- [GOAL OF THE EXERCISE]:
Copying exactly, give the lines in the material below from the one with "self.messages.push(message);" to the one with "let content = self.input.trim();", ends included, and nothing besides.
****************
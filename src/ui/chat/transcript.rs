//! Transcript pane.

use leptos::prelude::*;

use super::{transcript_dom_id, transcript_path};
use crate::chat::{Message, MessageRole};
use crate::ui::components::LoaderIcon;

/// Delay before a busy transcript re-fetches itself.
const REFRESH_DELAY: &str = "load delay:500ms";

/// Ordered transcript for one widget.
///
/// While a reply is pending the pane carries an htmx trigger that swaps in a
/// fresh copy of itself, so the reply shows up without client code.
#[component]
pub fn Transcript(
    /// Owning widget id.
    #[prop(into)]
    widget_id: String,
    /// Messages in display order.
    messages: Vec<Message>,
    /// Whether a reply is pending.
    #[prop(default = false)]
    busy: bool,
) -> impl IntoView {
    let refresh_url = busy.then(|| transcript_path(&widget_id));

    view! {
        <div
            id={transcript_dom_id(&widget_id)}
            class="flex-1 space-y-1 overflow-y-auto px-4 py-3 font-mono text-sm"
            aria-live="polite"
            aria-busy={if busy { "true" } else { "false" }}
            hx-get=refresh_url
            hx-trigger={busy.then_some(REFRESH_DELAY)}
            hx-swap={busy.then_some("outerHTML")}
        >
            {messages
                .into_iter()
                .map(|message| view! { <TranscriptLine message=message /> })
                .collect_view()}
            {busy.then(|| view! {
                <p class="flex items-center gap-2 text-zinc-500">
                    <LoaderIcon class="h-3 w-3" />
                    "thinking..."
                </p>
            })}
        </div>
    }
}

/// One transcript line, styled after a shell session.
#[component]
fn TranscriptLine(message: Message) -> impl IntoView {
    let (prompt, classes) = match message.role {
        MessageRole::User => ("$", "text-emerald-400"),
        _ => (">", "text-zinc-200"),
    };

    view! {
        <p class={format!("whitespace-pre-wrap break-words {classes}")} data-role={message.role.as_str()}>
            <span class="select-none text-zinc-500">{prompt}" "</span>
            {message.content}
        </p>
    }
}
****************
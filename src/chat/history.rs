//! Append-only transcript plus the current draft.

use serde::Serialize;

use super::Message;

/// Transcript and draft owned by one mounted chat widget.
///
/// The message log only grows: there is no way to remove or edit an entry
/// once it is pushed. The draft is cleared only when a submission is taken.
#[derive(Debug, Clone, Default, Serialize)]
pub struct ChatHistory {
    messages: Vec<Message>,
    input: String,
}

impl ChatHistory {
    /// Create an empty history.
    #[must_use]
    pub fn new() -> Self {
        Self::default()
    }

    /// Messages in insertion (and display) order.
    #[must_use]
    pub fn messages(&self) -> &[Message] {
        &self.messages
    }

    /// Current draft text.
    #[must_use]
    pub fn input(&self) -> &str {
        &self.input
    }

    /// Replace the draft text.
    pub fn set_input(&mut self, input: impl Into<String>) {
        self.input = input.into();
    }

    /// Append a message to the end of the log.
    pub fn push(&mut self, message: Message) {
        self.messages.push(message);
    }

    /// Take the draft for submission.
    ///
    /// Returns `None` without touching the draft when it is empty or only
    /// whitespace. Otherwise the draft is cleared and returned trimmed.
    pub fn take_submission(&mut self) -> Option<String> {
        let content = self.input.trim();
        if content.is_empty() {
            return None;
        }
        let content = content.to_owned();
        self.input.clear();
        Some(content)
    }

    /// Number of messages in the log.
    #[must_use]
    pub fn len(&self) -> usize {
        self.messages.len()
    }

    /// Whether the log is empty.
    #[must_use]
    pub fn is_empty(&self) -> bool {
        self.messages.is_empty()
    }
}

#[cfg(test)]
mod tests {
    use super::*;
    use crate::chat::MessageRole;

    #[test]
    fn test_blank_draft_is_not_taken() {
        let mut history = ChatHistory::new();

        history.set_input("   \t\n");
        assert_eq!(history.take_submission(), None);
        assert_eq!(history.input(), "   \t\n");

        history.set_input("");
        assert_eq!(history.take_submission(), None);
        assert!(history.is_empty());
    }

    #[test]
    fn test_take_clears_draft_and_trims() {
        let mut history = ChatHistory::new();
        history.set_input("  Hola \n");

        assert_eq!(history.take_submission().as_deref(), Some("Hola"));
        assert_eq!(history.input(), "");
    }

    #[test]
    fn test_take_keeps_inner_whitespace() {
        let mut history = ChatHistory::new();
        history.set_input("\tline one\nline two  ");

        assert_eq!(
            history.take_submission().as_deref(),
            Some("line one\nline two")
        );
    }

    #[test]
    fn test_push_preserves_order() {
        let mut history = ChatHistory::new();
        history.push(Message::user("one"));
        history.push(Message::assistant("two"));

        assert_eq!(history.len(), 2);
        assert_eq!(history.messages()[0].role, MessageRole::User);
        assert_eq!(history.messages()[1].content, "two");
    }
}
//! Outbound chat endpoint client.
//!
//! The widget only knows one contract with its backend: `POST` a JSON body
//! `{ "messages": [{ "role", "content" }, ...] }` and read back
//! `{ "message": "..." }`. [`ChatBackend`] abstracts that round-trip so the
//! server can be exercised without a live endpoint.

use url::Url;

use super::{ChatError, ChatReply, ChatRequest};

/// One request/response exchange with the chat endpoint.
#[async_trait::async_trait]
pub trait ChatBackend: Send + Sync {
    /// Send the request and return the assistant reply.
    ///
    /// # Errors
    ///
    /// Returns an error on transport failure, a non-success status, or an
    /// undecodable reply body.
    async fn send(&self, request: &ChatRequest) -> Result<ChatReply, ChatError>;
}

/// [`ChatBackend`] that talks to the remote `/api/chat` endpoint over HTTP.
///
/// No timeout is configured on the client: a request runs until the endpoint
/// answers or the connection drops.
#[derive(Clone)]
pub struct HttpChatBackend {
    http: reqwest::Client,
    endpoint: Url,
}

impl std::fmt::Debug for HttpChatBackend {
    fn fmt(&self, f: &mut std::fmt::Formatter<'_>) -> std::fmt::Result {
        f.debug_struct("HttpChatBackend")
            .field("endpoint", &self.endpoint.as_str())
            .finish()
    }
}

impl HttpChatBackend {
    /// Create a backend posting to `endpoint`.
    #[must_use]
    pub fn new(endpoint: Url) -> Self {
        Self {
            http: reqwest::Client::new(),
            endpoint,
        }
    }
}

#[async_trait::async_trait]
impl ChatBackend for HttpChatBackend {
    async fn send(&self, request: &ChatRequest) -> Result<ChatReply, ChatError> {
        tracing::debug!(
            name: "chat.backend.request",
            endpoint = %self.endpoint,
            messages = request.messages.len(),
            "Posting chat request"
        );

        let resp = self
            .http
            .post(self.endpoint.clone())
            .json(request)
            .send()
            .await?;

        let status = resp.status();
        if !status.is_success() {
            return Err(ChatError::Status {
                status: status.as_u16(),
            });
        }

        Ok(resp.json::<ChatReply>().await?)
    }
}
****************
- [SOLVED EXERCISE]:
        self.messages.push(message);
    }

    /// Take the draft for submission.
    ///
    /// Returns `None` without touching the draft when it is empty or only
    /// whitespace. Otherwise the draft is cleared and returned trimmed.
    pub fn take_submission(&mut self) -> Option<String> {
        let content = self.input.trim();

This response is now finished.